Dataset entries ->

::::::

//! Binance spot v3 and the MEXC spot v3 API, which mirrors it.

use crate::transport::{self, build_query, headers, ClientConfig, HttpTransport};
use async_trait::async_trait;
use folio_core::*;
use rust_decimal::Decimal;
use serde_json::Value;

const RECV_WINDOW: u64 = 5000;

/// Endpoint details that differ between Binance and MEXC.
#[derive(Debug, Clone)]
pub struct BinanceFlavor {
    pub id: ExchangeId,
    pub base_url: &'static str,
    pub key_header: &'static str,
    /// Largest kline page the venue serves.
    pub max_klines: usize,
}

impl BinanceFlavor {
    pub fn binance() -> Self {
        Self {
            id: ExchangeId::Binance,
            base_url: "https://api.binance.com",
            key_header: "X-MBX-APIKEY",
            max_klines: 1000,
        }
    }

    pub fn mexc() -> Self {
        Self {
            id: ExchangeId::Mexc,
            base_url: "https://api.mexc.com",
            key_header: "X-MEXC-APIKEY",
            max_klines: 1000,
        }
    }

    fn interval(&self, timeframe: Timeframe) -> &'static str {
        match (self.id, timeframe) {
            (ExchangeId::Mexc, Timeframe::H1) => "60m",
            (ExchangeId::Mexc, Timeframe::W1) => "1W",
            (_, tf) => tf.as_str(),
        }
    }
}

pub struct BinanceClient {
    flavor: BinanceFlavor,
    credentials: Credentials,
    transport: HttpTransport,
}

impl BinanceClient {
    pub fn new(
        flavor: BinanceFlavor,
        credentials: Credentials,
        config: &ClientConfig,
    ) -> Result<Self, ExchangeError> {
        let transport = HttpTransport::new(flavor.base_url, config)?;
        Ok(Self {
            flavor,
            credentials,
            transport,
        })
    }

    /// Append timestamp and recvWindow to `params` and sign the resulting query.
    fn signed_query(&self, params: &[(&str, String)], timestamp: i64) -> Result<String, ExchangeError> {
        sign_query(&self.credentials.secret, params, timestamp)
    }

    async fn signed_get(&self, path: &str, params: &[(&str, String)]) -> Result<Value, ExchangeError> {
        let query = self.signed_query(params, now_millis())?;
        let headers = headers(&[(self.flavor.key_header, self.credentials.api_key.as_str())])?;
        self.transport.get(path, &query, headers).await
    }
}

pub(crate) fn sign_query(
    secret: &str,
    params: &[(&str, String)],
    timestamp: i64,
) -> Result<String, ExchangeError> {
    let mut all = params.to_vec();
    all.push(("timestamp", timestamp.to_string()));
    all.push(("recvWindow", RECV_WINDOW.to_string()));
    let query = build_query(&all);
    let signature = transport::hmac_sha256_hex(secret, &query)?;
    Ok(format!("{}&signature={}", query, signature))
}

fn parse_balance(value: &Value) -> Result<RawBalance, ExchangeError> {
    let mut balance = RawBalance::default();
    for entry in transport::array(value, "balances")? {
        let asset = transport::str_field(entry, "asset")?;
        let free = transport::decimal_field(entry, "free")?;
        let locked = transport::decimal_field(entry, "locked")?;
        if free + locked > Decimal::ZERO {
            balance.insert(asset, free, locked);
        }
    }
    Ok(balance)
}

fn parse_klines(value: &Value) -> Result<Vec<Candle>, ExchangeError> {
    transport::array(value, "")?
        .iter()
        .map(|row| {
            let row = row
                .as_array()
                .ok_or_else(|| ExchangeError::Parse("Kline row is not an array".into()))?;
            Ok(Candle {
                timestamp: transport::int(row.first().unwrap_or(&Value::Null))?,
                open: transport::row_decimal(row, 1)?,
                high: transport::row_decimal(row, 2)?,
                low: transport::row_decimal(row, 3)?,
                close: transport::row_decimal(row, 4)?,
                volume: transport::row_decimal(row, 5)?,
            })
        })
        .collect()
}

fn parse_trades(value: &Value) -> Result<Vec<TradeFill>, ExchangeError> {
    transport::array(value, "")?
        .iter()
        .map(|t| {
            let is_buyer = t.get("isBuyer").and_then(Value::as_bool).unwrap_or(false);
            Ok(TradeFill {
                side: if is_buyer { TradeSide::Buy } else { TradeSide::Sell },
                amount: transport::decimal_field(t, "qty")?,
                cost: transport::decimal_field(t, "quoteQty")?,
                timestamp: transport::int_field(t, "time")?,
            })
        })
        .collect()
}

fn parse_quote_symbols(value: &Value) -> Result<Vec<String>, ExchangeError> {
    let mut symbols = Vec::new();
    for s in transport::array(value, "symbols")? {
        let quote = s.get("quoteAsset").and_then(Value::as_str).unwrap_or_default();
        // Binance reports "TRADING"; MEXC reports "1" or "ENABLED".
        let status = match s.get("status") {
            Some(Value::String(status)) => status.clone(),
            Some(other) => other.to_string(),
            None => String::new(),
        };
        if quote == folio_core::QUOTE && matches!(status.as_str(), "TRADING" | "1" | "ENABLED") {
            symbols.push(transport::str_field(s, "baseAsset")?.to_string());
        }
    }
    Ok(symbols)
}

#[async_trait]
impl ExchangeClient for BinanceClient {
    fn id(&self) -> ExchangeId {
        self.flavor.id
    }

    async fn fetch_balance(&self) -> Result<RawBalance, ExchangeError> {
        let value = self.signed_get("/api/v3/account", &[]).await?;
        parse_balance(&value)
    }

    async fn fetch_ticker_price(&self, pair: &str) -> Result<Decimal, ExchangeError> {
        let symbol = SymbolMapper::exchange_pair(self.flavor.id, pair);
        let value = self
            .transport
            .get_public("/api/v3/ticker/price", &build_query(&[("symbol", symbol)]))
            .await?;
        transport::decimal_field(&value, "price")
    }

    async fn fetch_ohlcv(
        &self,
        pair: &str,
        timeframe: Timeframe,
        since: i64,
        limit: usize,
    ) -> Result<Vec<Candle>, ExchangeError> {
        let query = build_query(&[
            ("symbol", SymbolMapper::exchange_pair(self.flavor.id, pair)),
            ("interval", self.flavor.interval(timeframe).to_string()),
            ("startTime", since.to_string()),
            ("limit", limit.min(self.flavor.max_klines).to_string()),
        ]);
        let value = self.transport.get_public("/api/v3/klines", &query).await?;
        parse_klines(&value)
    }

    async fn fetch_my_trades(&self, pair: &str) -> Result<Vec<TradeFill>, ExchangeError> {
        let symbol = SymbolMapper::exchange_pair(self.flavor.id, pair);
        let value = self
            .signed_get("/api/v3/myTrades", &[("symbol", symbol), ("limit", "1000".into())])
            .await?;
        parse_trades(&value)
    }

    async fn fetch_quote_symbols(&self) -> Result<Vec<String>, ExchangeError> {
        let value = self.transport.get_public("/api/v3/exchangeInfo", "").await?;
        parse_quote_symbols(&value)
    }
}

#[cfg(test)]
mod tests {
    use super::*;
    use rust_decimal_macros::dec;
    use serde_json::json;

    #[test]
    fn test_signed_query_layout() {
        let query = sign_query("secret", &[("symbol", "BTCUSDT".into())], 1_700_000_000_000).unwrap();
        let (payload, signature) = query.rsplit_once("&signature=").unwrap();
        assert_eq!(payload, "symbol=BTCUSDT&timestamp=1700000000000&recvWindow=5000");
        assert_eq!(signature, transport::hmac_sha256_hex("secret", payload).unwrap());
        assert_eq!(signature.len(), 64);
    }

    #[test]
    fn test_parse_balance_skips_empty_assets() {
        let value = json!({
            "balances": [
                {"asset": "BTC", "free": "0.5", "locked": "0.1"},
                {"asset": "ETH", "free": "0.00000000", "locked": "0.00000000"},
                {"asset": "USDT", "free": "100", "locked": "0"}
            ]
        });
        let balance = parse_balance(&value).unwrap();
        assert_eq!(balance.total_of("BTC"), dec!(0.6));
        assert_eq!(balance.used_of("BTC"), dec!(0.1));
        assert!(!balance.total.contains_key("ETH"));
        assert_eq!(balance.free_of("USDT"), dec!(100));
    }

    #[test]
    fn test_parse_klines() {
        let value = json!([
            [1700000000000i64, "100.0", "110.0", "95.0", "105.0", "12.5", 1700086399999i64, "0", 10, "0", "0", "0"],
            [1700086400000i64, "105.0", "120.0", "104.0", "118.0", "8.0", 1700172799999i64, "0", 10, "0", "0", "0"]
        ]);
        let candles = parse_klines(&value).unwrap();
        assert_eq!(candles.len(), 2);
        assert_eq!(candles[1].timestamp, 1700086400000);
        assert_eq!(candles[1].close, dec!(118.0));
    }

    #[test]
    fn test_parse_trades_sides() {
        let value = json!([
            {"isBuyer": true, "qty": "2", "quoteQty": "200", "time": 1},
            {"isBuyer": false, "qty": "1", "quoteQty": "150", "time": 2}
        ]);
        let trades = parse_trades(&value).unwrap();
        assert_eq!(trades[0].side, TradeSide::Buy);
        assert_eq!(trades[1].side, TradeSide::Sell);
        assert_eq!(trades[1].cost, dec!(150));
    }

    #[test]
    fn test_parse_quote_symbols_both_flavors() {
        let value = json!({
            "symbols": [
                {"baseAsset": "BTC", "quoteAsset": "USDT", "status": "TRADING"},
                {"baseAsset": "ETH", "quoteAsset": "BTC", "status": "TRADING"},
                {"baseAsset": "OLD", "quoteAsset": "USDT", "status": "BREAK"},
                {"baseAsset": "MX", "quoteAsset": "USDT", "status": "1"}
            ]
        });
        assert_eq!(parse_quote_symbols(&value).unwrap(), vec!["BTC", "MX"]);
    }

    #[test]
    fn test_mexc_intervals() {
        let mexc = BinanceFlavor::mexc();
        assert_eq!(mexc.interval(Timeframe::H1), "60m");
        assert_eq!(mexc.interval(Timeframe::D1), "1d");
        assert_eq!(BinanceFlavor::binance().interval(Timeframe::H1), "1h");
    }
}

::::::

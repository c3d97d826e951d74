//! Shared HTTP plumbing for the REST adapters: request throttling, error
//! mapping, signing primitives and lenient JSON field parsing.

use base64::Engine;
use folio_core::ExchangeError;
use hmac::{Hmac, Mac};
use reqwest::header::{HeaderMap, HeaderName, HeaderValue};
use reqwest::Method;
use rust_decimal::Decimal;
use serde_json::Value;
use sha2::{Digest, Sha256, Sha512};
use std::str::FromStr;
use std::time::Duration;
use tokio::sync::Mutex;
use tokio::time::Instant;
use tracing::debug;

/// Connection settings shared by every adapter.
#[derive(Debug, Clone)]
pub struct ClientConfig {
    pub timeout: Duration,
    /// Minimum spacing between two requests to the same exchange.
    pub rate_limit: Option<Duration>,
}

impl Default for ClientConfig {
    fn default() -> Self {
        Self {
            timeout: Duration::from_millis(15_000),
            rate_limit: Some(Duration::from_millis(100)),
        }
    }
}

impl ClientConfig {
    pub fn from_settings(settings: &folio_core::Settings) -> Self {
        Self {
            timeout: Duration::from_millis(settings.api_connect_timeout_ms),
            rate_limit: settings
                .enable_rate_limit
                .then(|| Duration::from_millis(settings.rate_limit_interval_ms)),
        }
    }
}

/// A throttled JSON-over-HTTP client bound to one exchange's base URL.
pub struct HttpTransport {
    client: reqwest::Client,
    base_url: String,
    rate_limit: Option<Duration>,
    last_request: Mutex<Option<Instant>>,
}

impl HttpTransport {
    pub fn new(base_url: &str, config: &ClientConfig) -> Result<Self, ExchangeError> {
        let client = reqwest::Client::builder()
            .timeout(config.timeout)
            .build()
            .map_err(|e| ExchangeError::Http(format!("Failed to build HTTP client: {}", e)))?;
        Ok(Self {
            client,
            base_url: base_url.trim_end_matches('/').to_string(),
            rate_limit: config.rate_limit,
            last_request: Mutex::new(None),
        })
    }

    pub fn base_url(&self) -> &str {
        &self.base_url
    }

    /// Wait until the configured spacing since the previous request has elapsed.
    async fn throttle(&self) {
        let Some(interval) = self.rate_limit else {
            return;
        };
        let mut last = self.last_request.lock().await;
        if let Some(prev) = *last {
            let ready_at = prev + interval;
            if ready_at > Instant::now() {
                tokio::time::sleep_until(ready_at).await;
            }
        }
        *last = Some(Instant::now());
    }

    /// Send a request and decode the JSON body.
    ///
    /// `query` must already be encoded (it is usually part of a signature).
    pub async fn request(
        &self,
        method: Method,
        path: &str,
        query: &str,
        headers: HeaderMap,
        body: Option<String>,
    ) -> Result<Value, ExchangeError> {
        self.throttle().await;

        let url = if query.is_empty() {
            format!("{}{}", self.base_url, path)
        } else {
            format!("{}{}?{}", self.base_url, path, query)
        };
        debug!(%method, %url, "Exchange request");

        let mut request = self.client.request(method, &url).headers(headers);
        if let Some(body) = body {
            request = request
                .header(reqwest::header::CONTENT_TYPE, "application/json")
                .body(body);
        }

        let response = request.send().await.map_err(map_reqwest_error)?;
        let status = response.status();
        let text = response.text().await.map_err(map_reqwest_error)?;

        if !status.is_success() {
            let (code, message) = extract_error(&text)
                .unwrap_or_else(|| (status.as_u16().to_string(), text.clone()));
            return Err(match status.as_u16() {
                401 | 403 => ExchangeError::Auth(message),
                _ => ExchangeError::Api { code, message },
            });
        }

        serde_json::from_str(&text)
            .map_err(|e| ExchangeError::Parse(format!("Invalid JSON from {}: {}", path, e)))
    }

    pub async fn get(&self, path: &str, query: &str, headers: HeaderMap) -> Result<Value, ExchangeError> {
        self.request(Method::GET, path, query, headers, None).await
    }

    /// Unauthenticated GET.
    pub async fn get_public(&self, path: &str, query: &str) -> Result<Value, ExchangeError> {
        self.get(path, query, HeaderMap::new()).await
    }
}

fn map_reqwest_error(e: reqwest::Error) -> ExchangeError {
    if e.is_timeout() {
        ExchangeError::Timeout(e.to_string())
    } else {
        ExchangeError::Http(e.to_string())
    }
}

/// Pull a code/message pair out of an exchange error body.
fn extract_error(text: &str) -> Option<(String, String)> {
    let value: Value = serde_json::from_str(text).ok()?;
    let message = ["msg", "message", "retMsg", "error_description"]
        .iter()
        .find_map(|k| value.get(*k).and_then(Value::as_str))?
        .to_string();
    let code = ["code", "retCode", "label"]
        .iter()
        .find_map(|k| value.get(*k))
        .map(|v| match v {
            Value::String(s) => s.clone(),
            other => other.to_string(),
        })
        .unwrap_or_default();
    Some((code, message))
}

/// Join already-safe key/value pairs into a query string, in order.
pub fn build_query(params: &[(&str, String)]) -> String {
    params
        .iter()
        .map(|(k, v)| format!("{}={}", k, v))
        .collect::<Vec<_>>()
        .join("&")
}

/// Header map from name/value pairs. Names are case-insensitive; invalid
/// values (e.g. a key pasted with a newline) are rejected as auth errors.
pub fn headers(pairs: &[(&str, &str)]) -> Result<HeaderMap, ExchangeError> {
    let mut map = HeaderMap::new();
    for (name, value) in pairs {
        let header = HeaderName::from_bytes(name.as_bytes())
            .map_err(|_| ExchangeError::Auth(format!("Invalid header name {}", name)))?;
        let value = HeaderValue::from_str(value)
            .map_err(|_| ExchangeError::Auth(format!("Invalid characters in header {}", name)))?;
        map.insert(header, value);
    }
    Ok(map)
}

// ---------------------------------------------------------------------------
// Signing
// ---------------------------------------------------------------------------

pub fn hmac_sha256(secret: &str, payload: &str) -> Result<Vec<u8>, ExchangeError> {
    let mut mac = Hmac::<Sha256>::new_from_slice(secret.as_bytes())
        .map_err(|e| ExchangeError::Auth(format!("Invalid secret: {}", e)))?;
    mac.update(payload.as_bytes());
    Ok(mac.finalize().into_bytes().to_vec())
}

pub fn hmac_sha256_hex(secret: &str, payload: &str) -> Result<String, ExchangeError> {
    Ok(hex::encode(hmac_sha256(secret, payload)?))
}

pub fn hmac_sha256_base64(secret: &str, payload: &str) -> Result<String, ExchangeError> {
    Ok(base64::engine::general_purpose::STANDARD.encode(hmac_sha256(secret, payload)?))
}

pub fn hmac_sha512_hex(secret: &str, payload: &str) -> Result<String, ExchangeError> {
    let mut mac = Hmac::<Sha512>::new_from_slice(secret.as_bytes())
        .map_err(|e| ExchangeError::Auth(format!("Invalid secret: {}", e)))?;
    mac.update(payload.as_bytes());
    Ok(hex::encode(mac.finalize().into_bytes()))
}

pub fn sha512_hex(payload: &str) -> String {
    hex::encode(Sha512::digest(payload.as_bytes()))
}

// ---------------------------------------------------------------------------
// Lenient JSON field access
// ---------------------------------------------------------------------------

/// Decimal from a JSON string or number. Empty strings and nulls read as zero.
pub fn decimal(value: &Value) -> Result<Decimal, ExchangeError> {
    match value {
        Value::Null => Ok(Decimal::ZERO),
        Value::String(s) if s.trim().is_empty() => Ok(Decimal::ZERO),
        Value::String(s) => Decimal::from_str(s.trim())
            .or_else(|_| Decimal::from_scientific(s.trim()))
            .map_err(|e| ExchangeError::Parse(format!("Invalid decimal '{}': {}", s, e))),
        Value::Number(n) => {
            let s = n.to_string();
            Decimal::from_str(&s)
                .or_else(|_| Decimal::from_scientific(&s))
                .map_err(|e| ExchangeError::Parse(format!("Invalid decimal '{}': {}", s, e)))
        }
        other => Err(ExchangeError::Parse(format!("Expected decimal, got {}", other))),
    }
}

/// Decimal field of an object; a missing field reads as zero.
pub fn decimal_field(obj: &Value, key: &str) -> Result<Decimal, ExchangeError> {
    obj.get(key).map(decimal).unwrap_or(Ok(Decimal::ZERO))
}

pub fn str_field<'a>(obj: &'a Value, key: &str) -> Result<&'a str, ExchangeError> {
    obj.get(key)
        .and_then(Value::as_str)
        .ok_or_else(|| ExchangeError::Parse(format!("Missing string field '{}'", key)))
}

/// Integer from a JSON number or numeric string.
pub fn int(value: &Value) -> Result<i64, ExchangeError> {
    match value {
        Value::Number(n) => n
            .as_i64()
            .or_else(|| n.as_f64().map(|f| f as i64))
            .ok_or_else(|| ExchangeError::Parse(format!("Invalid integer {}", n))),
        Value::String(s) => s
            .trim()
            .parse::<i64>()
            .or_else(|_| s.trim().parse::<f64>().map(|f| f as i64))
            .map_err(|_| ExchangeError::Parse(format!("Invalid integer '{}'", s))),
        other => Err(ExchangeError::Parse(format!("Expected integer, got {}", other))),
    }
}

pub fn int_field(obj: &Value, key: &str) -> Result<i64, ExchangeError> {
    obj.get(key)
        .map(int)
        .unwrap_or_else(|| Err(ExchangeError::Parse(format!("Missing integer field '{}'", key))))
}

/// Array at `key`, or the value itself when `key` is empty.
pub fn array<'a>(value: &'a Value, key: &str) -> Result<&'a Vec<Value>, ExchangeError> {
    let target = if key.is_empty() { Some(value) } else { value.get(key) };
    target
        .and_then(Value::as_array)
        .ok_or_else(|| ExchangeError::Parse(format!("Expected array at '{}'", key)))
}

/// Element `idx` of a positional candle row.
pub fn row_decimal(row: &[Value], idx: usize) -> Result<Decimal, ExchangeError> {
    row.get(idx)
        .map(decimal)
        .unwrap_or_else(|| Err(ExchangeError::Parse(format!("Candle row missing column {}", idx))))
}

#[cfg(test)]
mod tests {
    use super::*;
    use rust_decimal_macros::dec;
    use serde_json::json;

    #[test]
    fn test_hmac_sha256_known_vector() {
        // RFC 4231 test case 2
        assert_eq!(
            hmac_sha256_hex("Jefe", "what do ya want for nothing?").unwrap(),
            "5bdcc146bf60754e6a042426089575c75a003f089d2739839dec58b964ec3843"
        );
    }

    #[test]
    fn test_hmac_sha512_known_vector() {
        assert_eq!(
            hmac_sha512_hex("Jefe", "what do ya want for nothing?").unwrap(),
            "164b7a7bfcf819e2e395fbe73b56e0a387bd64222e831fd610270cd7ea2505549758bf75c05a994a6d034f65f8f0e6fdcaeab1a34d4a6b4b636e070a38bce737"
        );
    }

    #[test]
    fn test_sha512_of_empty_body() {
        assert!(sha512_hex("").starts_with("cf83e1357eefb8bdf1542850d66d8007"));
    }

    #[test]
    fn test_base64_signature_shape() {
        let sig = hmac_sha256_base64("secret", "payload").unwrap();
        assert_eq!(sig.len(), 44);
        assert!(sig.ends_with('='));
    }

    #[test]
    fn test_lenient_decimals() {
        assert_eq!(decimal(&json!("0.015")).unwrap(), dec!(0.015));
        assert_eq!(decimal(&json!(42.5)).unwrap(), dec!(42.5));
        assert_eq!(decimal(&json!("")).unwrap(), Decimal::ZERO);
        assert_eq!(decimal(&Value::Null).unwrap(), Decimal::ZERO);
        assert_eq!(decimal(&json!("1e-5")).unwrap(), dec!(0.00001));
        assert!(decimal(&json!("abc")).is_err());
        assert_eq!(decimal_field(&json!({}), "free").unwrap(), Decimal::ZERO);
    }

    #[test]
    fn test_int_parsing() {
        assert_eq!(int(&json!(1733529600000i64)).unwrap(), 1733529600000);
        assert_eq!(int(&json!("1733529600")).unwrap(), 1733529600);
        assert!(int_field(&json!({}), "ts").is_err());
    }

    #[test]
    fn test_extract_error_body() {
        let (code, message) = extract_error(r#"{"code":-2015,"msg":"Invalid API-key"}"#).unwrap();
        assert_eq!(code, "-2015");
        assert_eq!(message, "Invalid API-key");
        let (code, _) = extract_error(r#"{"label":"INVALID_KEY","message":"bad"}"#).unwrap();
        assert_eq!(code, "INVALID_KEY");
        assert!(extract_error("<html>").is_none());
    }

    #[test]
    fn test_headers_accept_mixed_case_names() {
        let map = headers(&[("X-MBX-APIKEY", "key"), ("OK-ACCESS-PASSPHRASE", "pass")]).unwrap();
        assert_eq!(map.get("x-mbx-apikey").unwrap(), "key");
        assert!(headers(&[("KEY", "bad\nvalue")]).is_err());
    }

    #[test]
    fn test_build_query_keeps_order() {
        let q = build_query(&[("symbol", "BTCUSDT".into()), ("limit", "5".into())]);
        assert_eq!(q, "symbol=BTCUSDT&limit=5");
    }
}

::::::

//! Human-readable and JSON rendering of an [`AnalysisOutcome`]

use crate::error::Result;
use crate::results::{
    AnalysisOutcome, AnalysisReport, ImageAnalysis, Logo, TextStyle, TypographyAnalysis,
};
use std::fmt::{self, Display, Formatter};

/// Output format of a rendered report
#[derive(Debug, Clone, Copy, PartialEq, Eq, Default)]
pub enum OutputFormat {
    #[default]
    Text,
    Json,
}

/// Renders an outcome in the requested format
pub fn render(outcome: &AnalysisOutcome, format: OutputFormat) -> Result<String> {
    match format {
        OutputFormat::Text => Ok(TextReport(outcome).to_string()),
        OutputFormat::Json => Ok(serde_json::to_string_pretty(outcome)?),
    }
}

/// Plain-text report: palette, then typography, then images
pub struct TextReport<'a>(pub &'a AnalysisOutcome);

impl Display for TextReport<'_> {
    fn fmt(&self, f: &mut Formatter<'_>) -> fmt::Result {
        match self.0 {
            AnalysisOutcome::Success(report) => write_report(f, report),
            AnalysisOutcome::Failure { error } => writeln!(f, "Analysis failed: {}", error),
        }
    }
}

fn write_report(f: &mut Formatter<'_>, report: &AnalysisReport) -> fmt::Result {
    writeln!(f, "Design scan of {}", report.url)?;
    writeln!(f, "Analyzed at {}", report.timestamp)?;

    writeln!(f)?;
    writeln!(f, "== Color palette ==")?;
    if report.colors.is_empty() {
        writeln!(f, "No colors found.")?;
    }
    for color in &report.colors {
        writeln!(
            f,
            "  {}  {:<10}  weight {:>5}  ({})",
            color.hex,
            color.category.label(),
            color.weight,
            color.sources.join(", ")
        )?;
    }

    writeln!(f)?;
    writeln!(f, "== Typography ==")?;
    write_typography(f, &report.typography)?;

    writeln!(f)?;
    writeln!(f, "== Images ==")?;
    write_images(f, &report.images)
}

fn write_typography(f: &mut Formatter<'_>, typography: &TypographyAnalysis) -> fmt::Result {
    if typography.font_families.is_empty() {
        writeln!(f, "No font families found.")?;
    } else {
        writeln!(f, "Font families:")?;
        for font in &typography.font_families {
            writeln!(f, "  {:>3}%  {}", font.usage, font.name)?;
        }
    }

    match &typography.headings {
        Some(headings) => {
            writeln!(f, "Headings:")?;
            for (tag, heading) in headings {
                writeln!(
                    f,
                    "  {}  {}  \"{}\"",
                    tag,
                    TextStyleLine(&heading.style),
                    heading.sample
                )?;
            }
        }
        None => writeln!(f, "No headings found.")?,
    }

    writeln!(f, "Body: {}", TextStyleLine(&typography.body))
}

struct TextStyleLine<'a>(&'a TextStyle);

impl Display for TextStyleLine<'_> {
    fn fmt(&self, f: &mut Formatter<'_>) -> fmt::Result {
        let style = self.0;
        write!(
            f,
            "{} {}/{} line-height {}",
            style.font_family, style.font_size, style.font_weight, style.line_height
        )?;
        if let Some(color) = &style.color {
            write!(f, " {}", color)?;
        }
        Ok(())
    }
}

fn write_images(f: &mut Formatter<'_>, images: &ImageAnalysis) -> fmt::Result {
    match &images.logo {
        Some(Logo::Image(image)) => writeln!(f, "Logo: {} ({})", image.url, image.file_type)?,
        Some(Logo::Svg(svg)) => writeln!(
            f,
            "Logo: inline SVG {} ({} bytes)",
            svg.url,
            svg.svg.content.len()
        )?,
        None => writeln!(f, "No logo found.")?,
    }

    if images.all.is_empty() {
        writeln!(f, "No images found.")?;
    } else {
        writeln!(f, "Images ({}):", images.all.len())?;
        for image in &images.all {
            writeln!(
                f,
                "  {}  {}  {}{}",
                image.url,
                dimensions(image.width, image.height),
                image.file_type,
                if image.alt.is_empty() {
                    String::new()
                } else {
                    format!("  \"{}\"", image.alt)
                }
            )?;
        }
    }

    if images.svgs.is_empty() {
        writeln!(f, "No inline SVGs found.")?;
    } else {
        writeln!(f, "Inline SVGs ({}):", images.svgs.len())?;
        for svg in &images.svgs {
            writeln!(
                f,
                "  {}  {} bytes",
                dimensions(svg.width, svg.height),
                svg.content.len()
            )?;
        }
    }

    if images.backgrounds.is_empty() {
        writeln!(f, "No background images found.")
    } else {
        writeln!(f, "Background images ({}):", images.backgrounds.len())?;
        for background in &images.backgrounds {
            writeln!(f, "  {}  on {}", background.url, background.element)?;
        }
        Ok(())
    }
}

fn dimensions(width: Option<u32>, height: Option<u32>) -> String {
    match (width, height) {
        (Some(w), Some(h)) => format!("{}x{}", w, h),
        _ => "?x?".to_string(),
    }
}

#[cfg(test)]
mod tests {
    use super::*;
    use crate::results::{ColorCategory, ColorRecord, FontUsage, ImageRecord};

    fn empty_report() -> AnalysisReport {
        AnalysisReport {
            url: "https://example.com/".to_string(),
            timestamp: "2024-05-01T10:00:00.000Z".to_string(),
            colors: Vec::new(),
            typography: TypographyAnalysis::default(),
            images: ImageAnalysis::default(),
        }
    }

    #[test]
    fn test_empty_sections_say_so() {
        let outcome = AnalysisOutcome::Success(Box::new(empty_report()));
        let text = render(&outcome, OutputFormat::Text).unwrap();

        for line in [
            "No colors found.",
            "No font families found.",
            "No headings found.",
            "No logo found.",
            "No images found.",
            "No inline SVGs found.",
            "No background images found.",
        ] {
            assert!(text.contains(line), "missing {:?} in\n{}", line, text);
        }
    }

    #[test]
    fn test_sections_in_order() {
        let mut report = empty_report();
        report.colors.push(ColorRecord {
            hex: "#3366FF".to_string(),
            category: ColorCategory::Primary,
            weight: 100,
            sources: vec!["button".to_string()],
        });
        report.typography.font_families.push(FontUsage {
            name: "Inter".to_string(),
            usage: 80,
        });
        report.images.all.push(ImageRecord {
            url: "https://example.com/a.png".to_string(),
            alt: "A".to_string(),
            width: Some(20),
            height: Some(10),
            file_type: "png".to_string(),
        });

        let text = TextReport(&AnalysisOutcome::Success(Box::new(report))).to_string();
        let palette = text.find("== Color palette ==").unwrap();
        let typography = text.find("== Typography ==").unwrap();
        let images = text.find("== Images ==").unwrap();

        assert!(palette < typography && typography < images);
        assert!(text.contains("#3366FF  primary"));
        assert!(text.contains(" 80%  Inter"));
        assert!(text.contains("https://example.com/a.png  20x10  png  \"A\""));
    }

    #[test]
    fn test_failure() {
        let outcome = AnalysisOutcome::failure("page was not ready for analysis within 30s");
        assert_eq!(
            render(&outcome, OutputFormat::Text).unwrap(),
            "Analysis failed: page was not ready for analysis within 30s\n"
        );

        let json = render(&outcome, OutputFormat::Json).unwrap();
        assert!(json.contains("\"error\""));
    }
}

::::::

What this task involves -> Wherever a line above contains "impl", copy that line.

Answer to this task ->
impl BinanceFlavor {
impl BinanceClient {
impl ExchangeClient for BinanceClient {
impl Default for ClientConfig {
impl ClientConfig {
impl HttpTransport {
impl Display for TextReport<'_> {
impl Display for TextStyleLine<'_> {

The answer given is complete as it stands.